** DATA EXTRACT **
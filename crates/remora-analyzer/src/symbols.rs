//! Symbol and binary-info collaborators.
//!
//! Symbol loading lives outside the analyzer; these traits are the
//! narrow seam it consumes. Implementations are provided by the front
//! end (typically from the debuggee's object file).

use remora_debugger::{Address, Region};

/// Kind of a looked-up symbol.
#[derive(Clone, Copy, Debug, PartialEq, Eq)]
pub enum SymbolKind {
    Function,
    Object,
    Other,
}

/// One symbol of the debuggee.
#[derive(Clone, Debug, PartialEq, Eq)]
pub struct SymbolRecord {
    pub name: String,
    pub address: Address,
    pub size: u64,
    pub kind: SymbolKind,
}

/// Streams the symbols overlapping a region.
pub trait SymbolProvider {
    fn lookup_in(&self, region: &Region) -> Vec<SymbolRecord>;
}

/// Static facts about the debuggee's binary.
pub trait BinaryInfo {
    /// The binary's recorded entry point, if known.
    fn entry_point(&self) -> Option<Address>;

    /// The address of the program's `main`, if identifiable.
    fn main_symbol(&self) -> Option<Address>;
}

/// Collaborator used when no symbol source is wired in.
#[derive(Debug, Default)]
pub struct NoSymbols;

impl SymbolProvider for NoSymbols {
    fn lookup_in(&self, _region: &Region) -> Vec<SymbolRecord> {
        Vec::new()
    }
}

impl BinaryInfo for NoSymbols {
    fn entry_point(&self) -> Option<Address> {
        None
    }

    fn main_symbol(&self) -> Option<Address> {
        None
    }
}
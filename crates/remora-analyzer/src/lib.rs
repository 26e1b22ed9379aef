//! This crate implements the static code analyzer of the `remora`
//! debugger.
//!
//! The analyzer ingests a memory region of the (paused) debuggee and
//! recovers a function map: the set of function entry addresses in the
//! region, their extents, and a categorization of every byte. Results
//! are memoized per region, keyed by a content fingerprint, so
//! re-analyzing unchanged memory is free.
//!
//! The debuggee is only reached through the [`MemoryImage`] trait, and
//! instructions only through the [`InstructionDecoder`] trait; the
//! analyzer itself never touches the ptrace channel or the
//! disassembler internals.

mod cache;
mod disasm;
mod error;
mod fingerprint;
mod function;
mod image;
mod overlap;
mod seeds;
mod symbols;
mod walker;

pub use self::cache::RegionAnalysis;
pub use self::disasm::{CapstoneDecoder, DecodedInsn, InsnClass, InstructionDecoder};
pub use self::error::{Error, Result};
pub use self::fingerprint::region_md5;
pub use self::function::{
    AddressCategory, Function, FunctionKind, FunctionMap, SpecifiedFunctions,
};
pub use self::image::{MemoryImage, SliceImage};
pub use self::symbols::{BinaryInfo, NoSymbols, SymbolKind, SymbolProvider, SymbolRecord};

pub use remora_debugger::{Address, Permissions, Region};

use self::cache::AnalysisCache;
use self::image::RegionBytes;

/// Receives coarse progress of an analysis pass, in percent.
pub trait ProgressObserver {
    fn on_progress(&mut self, percent: u8);
}

/// The analyzer façade.
///
/// Composes fingerprinting, seeding, walking and overlap resolution,
/// and memoizes finished analyses per region.
pub struct Analyzer {
    decoder: Box<dyn InstructionDecoder>,
    symbols: Box<dyn SymbolProvider>,
    binary: Box<dyn BinaryInfo>,
    progress: Option<Box<dyn ProgressObserver>>,
    specified: SpecifiedFunctions,
    cache: AnalysisCache,
    max_passes: usize,
}

impl Analyzer {
    /// Default cap on walker passes per analysis.
    pub const DEFAULT_MAX_PASSES: usize = 64;

    pub fn new(decoder: Box<dyn InstructionDecoder>) -> Self {
        Self {
            decoder,
            symbols: Box::new(NoSymbols),
            binary: Box::new(NoSymbols),
            progress: None,
            specified: SpecifiedFunctions::new(),
            cache: AnalysisCache::default(),
            max_passes: Self::DEFAULT_MAX_PASSES,
        }
    }

    /// Wires in the symbol provider collaborator.
    pub fn with_symbols(mut self, symbols: Box<dyn SymbolProvider>) -> Self {
        self.symbols = symbols;
        self
    }

    /// Wires in the binary-info collaborator.
    pub fn with_binary_info(mut self, binary: Box<dyn BinaryInfo>) -> Self {
        self.binary = binary;
        self
    }

    /// Subscribes a progress observer.
    pub fn with_progress(mut self, progress: Box<dyn ProgressObserver>) -> Self {
        self.progress = Some(progress);
        self
    }

    /// Seeds the user-curated function starts.
    pub fn with_specified_functions(mut self, specified: SpecifiedFunctions) -> Self {
        self.specified = specified;
        self
    }

    pub fn with_max_passes(mut self, max_passes: usize) -> Self {
        self.max_passes = max_passes.max(1);
        self
    }

    pub fn specified_functions(&self) -> &SpecifiedFunctions {
        &self.specified
    }

    /// Forces `addr` to be treated as a function start in future
    /// analyses.
    pub fn mark_function_start(&mut self, addr: Address) -> bool {
        self.specified.insert(addr)
    }

    pub fn unmark_function_start(&mut self, addr: Address) -> bool {
        self.specified.remove(addr)
    }

    /// Analyzes `region`, reusing the cached result when the region's
    /// fingerprint is unchanged and the cached analysis is
    /// authoritative.
    ///
    /// The result is retrieved through [`Analyzer::analysis`] or
    /// [`Analyzer::functions`].
    pub fn analyze(&mut self, image: &dyn MemoryImage, region: &Region) -> Result<()> {
        let mut fuzzy = !image.is_quiescent();

        let md5 = fingerprint::region_md5(image, region)?;

        if self.cache.lookup(region.start, &md5).is_some() {
            tracing::debug!(
                region = format_args!("{:#x}", region.start),
                "analysis served from cache"
            );

            return Ok(());
        }

        if let Some(observer) = self.progress.as_deref_mut() {
            observer.on_progress(0);
        }

        let bytes = RegionBytes::load(image, region)?;

        let seeds = seeds::collect_seeds(
            region,
            &bytes,
            self.decoder.as_ref(),
            &self.specified,
            self.symbols.as_ref(),
            self.binary.as_ref(),
        );

        let progress = &mut self.progress;
        let mut functions = walker::walk_region(
            &bytes,
            self.decoder.as_ref(),
            &seeds,
            self.max_passes,
            &mut |percent| {
                if let Some(observer) = progress.as_deref_mut() {
                    observer.on_progress(percent);
                }
            },
        );

        overlap::fix_overlaps(&mut functions);

        fuzzy |= !image.is_quiescent();

        if let Some(observer) = self.progress.as_deref_mut() {
            observer.on_progress(100);
        }

        tracing::debug!(
            region = format_args!("{:#x}", region.start),
            functions = functions.len(),
            fuzzy,
            "analysis done"
        );

        self.cache.store(RegionAnalysis {
            region: region.clone(),
            md5,
            functions,
            fuzzy,
        });

        Ok(())
    }

    /// The analysis last computed for `region`, if any.
    pub fn analysis(&self, region: &Region) -> Option<&RegionAnalysis> {
        self.cache.get(region.start)
    }

    /// The function map last computed for `region`, if any.
    pub fn functions(&self, region: &Region) -> Option<&FunctionMap> {
        self.cache.get(region.start).map(|a| &a.functions)
    }

    /// Categorizes an address against the cached analyses.
    pub fn category(&self, addr: Address) -> AddressCategory {
        let Some(analysis) = self.cache.containing(addr) else {
            return AddressCategory::NotFunction;
        };

        // The innermost function claiming the address wins, so a
        // contained thunk shadows its caller's body.
        let function = analysis
            .functions
            .range(..=addr)
            .rev()
            .map(|(_, f)| f)
            .find(|f| f.contains(addr));

        match function {
            Some(f) if f.entry == addr => AddressCategory::FunctionStart,
            Some(f) if f.end - 1 == addr => AddressCategory::FunctionEnd,
            Some(_) => AddressCategory::FunctionBody,
            None => AddressCategory::NotFunction,
        }
    }

    /// Drops the cached analysis of `region`.
    ///
    /// Callers observing a write into an executable region are expected
    /// to invalidate it here before the next [`Analyzer::analyze`].
    pub fn invalidate_analysis(&mut self, region: &Region) {
        self.cache.invalidate(region.start);
    }

    /// Drops every cached analysis.
    pub fn invalidate_all_analyses(&mut self) {
        self.cache.invalidate_all();
    }
}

** WORK REQUEST **
From the entries above, restate word for word the lines from the line containing "This crate implements" to the line containing "The debuggee is", both ends included, and nothing more.

** RESULT OF THE TASK **
//! This crate implements the static code analyzer of the `remora`
//! debugger.
//!
//! The analyzer ingests a memory region of the (paused) debuggee and
//! recovers a function map: the set of function entry addresses in the
//! region, their extents, and a categorization of every byte. Results
//! are memoized per region, keyed by a content fingerprint, so
//! re-analyzing unchanged memory is free.
//!
//! The debuggee is only reached through the [`MemoryImage`] trait, and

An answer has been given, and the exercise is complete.